Toward Scalable and Unified Example-based Explanation and Outlier Detection
This work addresses the need for interpretability and reliability in AI systems for critical applications, though it is incremental as it builds on existing prototype-based methods.
The paper tackles the problem of providing example-based explanations and outlier detection for neural networks in high-stakes decision-making, proposing a prototype-based network that achieves meaningful explanations and promising outlier detection results without compromising classification accuracy.

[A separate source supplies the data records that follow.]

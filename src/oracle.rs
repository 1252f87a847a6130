// The oracle: an external generative model behind a prompt-in, text-out seam.

use async_trait::async_trait;
use reqwest::Client;
use serde::{Deserialize, Serialize};

/// Environment variable holding the Gemini API key.
pub const GEMINI_API_KEY_ENV: &str = "GEMINI_API_KEY";
pub const DEFAULT_MODEL: &str = "gemini-2.5-flash-lite";
pub const DEFAULT_TEMPERATURE: f32 = 2.0;
pub const DEFAULT_BASE_URL: &str = "https://generativelanguage.googleapis.com/v1beta";

#[derive(Debug, thiserror::Error)]
pub enum OracleError {
    #[error("oracle credential is not configured (set {0})")]
    MissingCredential(&'static str),

    #[error("oracle request failed: {0}")]
    Transport(#[from] reqwest::Error),

    #[error("oracle returned HTTP {status}: {message}")]
    Status { status: u16, message: String },
}

/// Text completion: one prompt in, free text out. One call per request, no retry.
///
/// A reply without usable text (a blocked candidate, say) is `Ok` with an
/// empty string; callers treat it like any other unparseable reply.
#[async_trait]
pub trait Oracle: Send + Sync {
    async fn complete(&self, prompt: &str) -> Result<String, OracleError>;
}

/// Oracle backed by the Gemini `generateContent` REST endpoint.
#[derive(Clone)]
pub struct GeminiOracle {
    client: Client,
    api_key: Option<String>,
    model: String,
    temperature: f32,
    base_url: String,
}

impl GeminiOracle {
    /// A missing key is not an error here: every call reports it instead, so the
    /// process still serves the endpoints that do not need the oracle.
    pub fn new(api_key: Option<String>, model: impl Into<String>, temperature: f32) -> Self {
        Self {
            client: Client::new(),
            api_key: api_key.filter(|k| !k.trim().is_empty()),
            model: model.into(),
            temperature,
            base_url: DEFAULT_BASE_URL.to_string(),
        }
    }

    pub fn with_base_url(mut self, base_url: impl Into<String>) -> Self {
        self.base_url = base_url.into().trim_end_matches('/').to_string();
        self
    }

    pub fn has_credential(&self) -> bool {
        self.api_key.is_some()
    }

    fn request_body(&self, prompt: &str) -> GenerateContentRequest {
        GenerateContentRequest {
            contents: vec![Content {
                role: "user".to_string(),
                parts: vec![Part {
                    text: prompt.to_string(),
                }],
            }],
            generation_config: GenerationConfig {
                temperature: self.temperature,
            },
        }
    }
}

#[async_trait]
impl Oracle for GeminiOracle {
    async fn complete(&self, prompt: &str) -> Result<String, OracleError> {
        let api_key = self
            .api_key
            .as_deref()
            .ok_or(OracleError::MissingCredential(GEMINI_API_KEY_ENV))?;

        let url = format!("{}/models/{}:generateContent", self.base_url, self.model);
        let response = self
            .client
            .post(url)
            .header("x-goog-api-key", api_key)
            .json(&self.request_body(prompt))
            .send()
            .await?;

        if !response.status().is_success() {
            let status = response.status().as_u16();
            let body = response.text().await.unwrap_or_default();
            return Err(OracleError::Status {
                status,
                message: error_message(&body),
            });
        }

        let parsed: GenerateContentResponse = response.json().await?;
        Ok(extract_text(parsed))
    }
}

// ── Wire types ────────────────────────────────────────────────────────

#[derive(Serialize)]
#[serde(rename_all = "camelCase")]
struct GenerateContentRequest {
    contents: Vec<Content>,
    generation_config: GenerationConfig,
}

#[derive(Serialize)]
struct Content {
    role: String,
    parts: Vec<Part>,
}

#[derive(Serialize)]
struct Part {
    text: String,
}

#[derive(Serialize)]
struct GenerationConfig {
    temperature: f32,
}

#[derive(Deserialize)]
struct GenerateContentResponse {
    candidates: Option<Vec<Candidate>>,
}

#[derive(Deserialize)]
#[serde(rename_all = "camelCase")]
struct Candidate {
    content: Option<CandidateContent>,
    finish_reason: Option<String>,
}

#[derive(Deserialize)]
struct CandidateContent {
    #[serde(default)]
    parts: Vec<CandidatePart>,
}

#[derive(Deserialize)]
struct CandidatePart {
    text: Option<String>,
}

#[derive(Deserialize)]
struct ErrorWrapper {
    error: ErrorBody,
}

#[derive(Deserialize)]
struct ErrorBody {
    message: Option<String>,
    status: Option<String>,
}

/// Concatenate the text parts of the first candidate. Empty when there is none.
fn extract_text(response: GenerateContentResponse) -> String {
    let Some(candidate) = response
        .candidates
        .and_then(|candidates| candidates.into_iter().next())
    else {
        tracing::warn!("Oracle reply carried no candidates");
        return String::new();
    };

    let text: String = candidate
        .content
        .map(|content| {
            content
                .parts
                .into_iter()
                .filter_map(|part| part.text)
                .collect()
        })
        .unwrap_or_default();

    if text.trim().is_empty() {
        tracing::warn!(
            finish_reason = candidate.finish_reason.as_deref().unwrap_or("unknown"),
            "Oracle reply carried no text"
        );
    }
    text
}

fn error_message(body: &str) -> String {
    serde_json::from_str::<ErrorWrapper>(body)
        .map(|wrapper| {
            let msg = wrapper.error.message.unwrap_or_else(|| body.to_string());
            match wrapper.error.status {
                Some(status) if !status.is_empty() => format!("{status}: {msg}"),
                _ => msg,
            }
        })
        .unwrap_or_else(|_| body.to_string())
}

When neural networks are employed for high-stakes decision-making, it is desirable that they provide explanations for their prediction in order for us to understand the features that have contributed to the decision. At the same time, it is important to flag potential outliers for in-depth verification by domain experts. In this work we propose to unify two differing aspects of explainability with outlier detection. We argue for a broader adoption of prototype-based student networks capable of providing an example-based explanation for their prediction and at the same time identify regions of similarity between the predicted sample and the examples. The examples are real prototypical cases sampled from the training set via our novel iterative prototype replacement algorithm. Furthermore, we propose to use the prototype similarity scores for identifying outliers. We compare performances in terms of the classification, explanation quality, and outlier detection of our proposed network with other baselines. We show that our prototype-based networks beyond similarity kernels deliver meaningful explanations and promising outlier detection results without compromising classification accuracy.